Task prompt:
Report each line from the entries in which "tracing" can be found.

====== Provided data ======

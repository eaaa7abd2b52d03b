//! Database connection and pool management for FarmCredit
//!
//! This module handles PostgreSQL connection pooling and migrations.

use sqlx::postgres::{PgPool, PgPoolOptions};
use std::time::Duration;

use crate::config::Config;

/// Database connection error
#[derive(Debug, thiserror::Error)]
pub enum DbError {
    #[error("Failed to connect to database: {0}")]
    ConnectionError(String),

    #[error("Failed to run migrations: {0}")]
    MigrationError(String),

    #[error("Database health check failed: {0}")]
    HealthCheckError(String),
}

/// Create a database connection pool
pub async fn create_pool(config: &Config) -> Result<PgPool, DbError> {
    tracing::info!("Connecting to database at {}", config.database_url_masked());

    let pool = PgPoolOptions::new()
        .max_connections(config.db_max_connections)
        .acquire_timeout(Duration::from_secs(5))
        .idle_timeout(Duration::from_secs(600))
        .connect(&config.database_url)
        .await
        .map_err(|e| DbError::ConnectionError(e.to_string()))?;

    tracing::info!("Database connection pool created successfully");

    Ok(pool)
}

/// Run database migrations
pub async fn run_migrations(pool: &PgPool) -> Result<(), DbError> {
    tracing::info!("Running database migrations...");

    sqlx::migrate!("./migrations")
        .run(pool)
        .await
        .map_err(|e| DbError::MigrationError(e.to_string()))?;

    tracing::info!("Database migrations completed successfully");

    Ok(())
}

/// Check database connectivity (for health checks)
pub async fn check_health(pool: &PgPool) -> Result<(), DbError> {
    sqlx::query("SELECT 1")
        .fetch_one(pool)
        .await
        .map_err(|e| DbError::HealthCheckError(e.to_string()))?;

    Ok(())
}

======

Answer box:
    tracing::info!("Connecting to database at {}", config.database_url_masked());
    tracing::info!("Database connection pool created successfully");
    tracing::info!("Running database migrations...");
    tracing::info!("Database migrations completed successfully");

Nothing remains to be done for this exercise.